Webinator questions

Post Reply
User avatar
Thunderstone
Site Admin
Posts: 2504
Joined: Wed Jun 07, 2000 6:20 pm

Webinator questions

Post by Thunderstone »



Hi,

I have recently installed webinator (great piece of software BTW!)
an have a few (quick) quetions:

1) I joined the mailing list but, but I have had no reply. Is this
to be expected? The address I used to join was "Glynn.Robinson@bl.uk"
with a real name of "Glynn Peter Robinson"

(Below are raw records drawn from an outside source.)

#[allow(clippy::unwrap_used, clippy::expect_used)]
#[cfg(test)]
mod tests {
    use std::sync::atomic::AtomicUsize;

    use {async_trait::async_trait, secrecy::Secret};

    use super::*;

    use crate::auth::{CredentialSource, StaticToken};

    fn transport(url: &str, credentials: Option<SharedCredentialSource>) -> Arc<HttpTransport> {
        HttpTransport::new("test", url, Client::new(), credentials)
    }

    /// Hands out `token-1` until a 401 is reported, then `token-2`.
    struct RotatingToken {
        rotated: AtomicUsize,
    }

    #[async_trait]
    impl CredentialSource for RotatingToken {
        async fn access_token(&self) -> Result<Secret<String>> {
            let n = self.rotated.load(Ordering::SeqCst) + 1;
            Ok(Secret::new(format!("token-{n}")))
        }

        async fn handle_unauthorized(&self, rejected: &str, _: Option<&str>) -> Result<bool> {
            assert_eq!(rejected, "token-1");
            self.rotated.fetch_add(1, Ordering::SeqCst);
            Ok(true)
        }
    }

    #[tokio::test]
    async fn request_unreachable_is_error() {
        let result = transport("http://127.0.0.1:1/mcp", None)
            .request("test", None)
            .await;
        assert!(result.is_err());
    }

    #[tokio::test]
    async fn close_without_session_is_noop() {
        transport("http://127.0.0.1:1/mcp", None).close().await.unwrap();
    }

    #[tokio::test]
    async fn unauthorized_without_credentials() {
        let mut server = mockito::Server::new_async().await;
        let _mock = server
            .mock("POST", "/")
            .with_status(401)
            .with_header("www-authenticate", r#"Bearer realm="test""#)
            .create_async()
            .await;

        let err = transport(&server.url(), None)
            .request("test", None)
            .await
            .unwrap_err();
        match err {
            Error::Transport(McpTransportError::Unauthorized { www_authenticate }) => {
                assert_eq!(www_authenticate.as_deref(), Some(r#"Bearer realm="test""#));
            },
            other => panic!("unexpected error: {other}"),
        }
    }

    #[tokio::test]
    async fn bearer_header_injected() {
        let mut server = mockito::Server::new_async().await;
        let mock = server
            .mock("POST", "/")
            .match_header("authorization", "Bearer test-token-123")
            .with_status(200)
            .with_header("content-type", "application/json")
            .with_body(r#"{"jsonrpc":"2.0","id":1,"result":{"ok":true}}"#)
            .create_async()
            .await;

        let creds: SharedCredentialSource = Arc::new(StaticToken::new("test-token-123"));
        let resp = transport(&server.url(), Some(creds))
            .request("test", None)
            .await
            .unwrap();
        assert!(resp.result.is_some());
        mock.assert_async().await;
    }

    #[tokio::test]
    async fn unauthorized_renews_and_retries_once() {
        let mut server = mockito::Server::new_async().await;
        let rejected = server
            .mock("POST", "/")
            .match_header("authorization", "Bearer token-1")
            .with_status(401)
            .expect(1)
            .create_async()
            .await;
        let accepted = server
            .mock("POST", "/")
            .match_header("authorization", "Bearer token-2")
            .with_status(200)
            .with_header("content-type", "application/json")
            .with_body(r#"{"jsonrpc":"2.0","id":1,"result":{"ok":true}}"#)
            .expect(1)
            .create_async()
            .await;

        let creds = Arc::new(RotatingToken {
            rotated: AtomicUsize::new(0),
        });
        let shared: SharedCredentialSource = creds.clone();
        let resp = transport(&server.url(), Some(shared))
            .request("tools/list", None)
            .await
            .unwrap();

        assert!(resp.result.is_some());
        assert_eq!(creds.rotated.load(Ordering::SeqCst), 1);
        rejected.assert_async().await;
        accepted.assert_async().await;
    }

    #[tokio::test]
    async fn session_id_is_replayed() {
        let mut server = mockito::Server::new_async().await;
        let first = server
            .mock("POST", "/")
            .with_status(200)
            .with_header("content-type", "application/json")
            .with_header("mcp-session-id", "session-123")
            .with_body(r#"{"jsonrpc":"2.0","id":1,"result":{"ok":true}}"#)
            .create_async()
            .await;
        let second = server
            .mock("POST", "/")
            .match_header("mcp-session-id", "session-123")
            .with_status(200)
            .with_header("content-type", "application/json")
            .with_body(r#"{"jsonrpc":"2.0","id":2,"result":{"ok":true}}"#)
            .create_async()
            .await;

        let transport = transport(&server.url(), None);
        transport.request("initialize", None).await.unwrap();
        assert_eq!(transport.session_id().await.as_deref(), Some("session-123"));
        transport.request("tools/list", None).await.unwrap();

        first.assert_async().await;
        second.assert_async().await;
    }

    #[tokio::test]
    async fn event_stream_response_is_parsed() {
        let mut server = mockito::Server::new_async().await;
        let _mock = server
            .mock("POST", "/")
            .with_status(200)
            .with_header("content-type", "text/event-stream; charset=utf-8")
            .with_body(concat!(
                "event: message\n",
                "data: {\"jsonrpc\":\"2.0\",\"method\":\"notifications/progress\",\"params\":{}}\n\n",
                "event: message\n",
                "data: {\"jsonrpc\":\"2.0\",\"id\":1,\"result\":{\"ok\":true}}\n\n",
            ))
            .create_async()
            .await;

        let resp = transport(&server.url(), None)
            .request("initialize", None)
            .await
            .unwrap();
        assert_eq!(resp.result.unwrap()["ok"], true);
    }

    #[tokio::test]
    async fn rpc_error_is_typed() {
        let mut server = mockito::Server::new_async().await;
        let _mock = server
            .mock("POST", "/")
            .with_status(200)
            .with_header("content-type", "application/json")
            .with_body(r#"{"jsonrpc":"2.0","id":1,"error":{"code":-32601,"message":"no such method"}}"#)
            .create_async()
            .await;

        let err = transport(&server.url(), None)
            .request("bogus", None)
            .await
            .unwrap_err();
        assert!(matches!(
            err,
            Error::Transport(McpTransportError::Rpc { code: -32601, .. })
        ));
    }

    #[tokio::test]
    async fn http_error_status_is_typed() {
        let mut server = mockito::Server::new_async().await;
        let _mock = server
            .mock("POST", "/")
            .with_status(503)
            .with_body("down")
            .create_async()
            .await;

        let err = transport(&server.url(), None)
            .request("initialize", None)
            .await
            .unwrap_err();
        assert!(matches!(
            err,
            Error::Transport(McpTransportError::HttpStatus { status: 503, .. })
        ));
    }

    #[tokio::test]
    async fn close_sends_delete_with_session_id() {
        let mut server = mockito::Server::new_async().await;
        let init = server
            .mock("POST", "/")
            .with_status(200)
            .with_header("content-type", "application/json")
            .with_header("mcp-session-id", "session-to-close")
            .with_body(r#"{"jsonrpc":"2.0","id":1,"result":{"ok":true}}"#)
            .create_async()
            .await;
        let delete = server
            .mock("DELETE", "/")
            .match_header("mcp-session-id", "session-to-close")
            .match_header("authorization", "Bearer t")
            .with_status(204)
            .create_async()
            .await;

        let creds: SharedCredentialSource = Arc::new(StaticToken::new("t"));
        let transport = transport(&server.url(), Some(creds));
        transport.request("initialize", None).await.unwrap();
        transport.close().await.unwrap();
        assert!(transport.session_id().await.is_none());

        init.assert_async().await;
        delete.assert_async().await;
    }

    #[test]
    fn event_stream_without_response_is_error() {
        let body = "data: {\"jsonrpc\":\"2.0\",\"method\":\"ping\"}\n\n";
        assert!(parse_event_stream_response(body, "x").is_err());
    }
}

2) Is there anyway of wiping the "todo" list?

3) How do you get webinator to search anything other than the default
database?

4) Is there a generally accepted way to index other people's sites
without upsetting them too much? I.e. index late at night, only index
pages every month or so?

Thanks for your help.

Glynn Robinson
User avatar
Thunderstone
Site Admin
Posts: 2504
Joined: Wed Jun 07, 2000 6:20 pm

Webinator questions

Post by Thunderstone »




The order that documents are returned is based on their insertion
order into the database. If you wish to enforce a retrieval ordering,
place the URLS of the high priority documents in a file and use
the "&file" option ( http://www.thunderstone.com/gwman/node24.html ).

In a fresh database, issue the command: gw -b "&high_prior.lst"
The -b option forces Webinator to do a breadth first walk.
( http://www.thunderstone.com/gwman/node22.html )



To delete with case respected, try this command first:

gw -sc "select Url from html where Url like '/\R/edu/ILM'"

If that works as expected, then do:

gw -sc "delete from html where Url like '/\R/edu/ILM'"
gw -sc "delete from refs where Ref like '/\R/edu/ILM'"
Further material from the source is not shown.